> ACTIVITY: Give the number of lines below with "enum" in them, leaving out anything else.

> DATA FOR THIS TASK:
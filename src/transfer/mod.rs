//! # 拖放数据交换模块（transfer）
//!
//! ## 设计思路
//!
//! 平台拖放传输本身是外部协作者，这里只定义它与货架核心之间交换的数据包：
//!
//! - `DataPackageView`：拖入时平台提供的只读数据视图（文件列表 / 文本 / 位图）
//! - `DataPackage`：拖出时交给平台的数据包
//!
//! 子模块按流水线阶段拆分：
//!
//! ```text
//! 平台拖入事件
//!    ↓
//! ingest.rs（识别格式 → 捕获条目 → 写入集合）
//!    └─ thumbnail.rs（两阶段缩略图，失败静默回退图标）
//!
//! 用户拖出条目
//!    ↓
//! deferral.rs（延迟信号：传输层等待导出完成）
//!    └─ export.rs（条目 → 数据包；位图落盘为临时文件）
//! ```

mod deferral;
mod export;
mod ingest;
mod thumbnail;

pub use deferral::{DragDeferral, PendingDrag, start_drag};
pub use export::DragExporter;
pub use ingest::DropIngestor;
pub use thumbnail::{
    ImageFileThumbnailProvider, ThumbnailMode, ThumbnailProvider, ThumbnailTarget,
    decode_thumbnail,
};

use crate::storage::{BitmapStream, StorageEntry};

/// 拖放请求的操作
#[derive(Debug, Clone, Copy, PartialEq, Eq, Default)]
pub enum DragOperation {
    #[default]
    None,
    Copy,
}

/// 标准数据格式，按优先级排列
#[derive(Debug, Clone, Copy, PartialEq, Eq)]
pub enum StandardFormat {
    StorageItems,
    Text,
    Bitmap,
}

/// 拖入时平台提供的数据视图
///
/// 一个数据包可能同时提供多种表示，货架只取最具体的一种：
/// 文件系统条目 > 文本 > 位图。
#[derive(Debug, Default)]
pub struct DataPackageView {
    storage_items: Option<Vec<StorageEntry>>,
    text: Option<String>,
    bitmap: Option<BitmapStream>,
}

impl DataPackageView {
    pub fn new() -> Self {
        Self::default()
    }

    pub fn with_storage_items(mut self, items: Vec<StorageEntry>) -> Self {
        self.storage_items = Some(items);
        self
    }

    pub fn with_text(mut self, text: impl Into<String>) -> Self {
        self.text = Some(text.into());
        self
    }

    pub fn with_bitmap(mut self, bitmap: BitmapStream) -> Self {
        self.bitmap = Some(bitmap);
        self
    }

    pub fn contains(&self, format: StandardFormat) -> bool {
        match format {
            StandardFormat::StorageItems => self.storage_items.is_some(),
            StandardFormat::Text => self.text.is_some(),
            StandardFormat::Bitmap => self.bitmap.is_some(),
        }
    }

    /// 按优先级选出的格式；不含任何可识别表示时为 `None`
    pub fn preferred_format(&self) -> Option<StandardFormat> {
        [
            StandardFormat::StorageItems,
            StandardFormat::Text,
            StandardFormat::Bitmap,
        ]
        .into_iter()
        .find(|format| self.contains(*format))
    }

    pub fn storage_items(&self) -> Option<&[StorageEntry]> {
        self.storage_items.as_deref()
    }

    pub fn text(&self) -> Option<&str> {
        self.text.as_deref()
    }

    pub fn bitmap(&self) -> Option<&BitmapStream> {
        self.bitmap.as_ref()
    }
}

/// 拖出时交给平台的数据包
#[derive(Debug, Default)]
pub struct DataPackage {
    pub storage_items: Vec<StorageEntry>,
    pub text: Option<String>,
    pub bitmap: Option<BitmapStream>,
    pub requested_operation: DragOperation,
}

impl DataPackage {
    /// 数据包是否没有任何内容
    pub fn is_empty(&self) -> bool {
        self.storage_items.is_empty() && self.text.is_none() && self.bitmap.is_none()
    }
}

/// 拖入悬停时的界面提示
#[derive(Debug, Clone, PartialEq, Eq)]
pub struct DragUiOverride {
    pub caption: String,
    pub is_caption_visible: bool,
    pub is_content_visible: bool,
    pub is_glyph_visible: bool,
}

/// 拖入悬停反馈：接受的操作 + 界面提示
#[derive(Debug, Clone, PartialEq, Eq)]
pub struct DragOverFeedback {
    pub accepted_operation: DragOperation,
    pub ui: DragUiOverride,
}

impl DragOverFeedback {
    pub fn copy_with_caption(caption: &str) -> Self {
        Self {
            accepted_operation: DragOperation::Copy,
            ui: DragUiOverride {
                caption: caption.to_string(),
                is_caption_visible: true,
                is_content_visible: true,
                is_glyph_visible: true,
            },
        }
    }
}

> COMPLETED EXERCISE: 2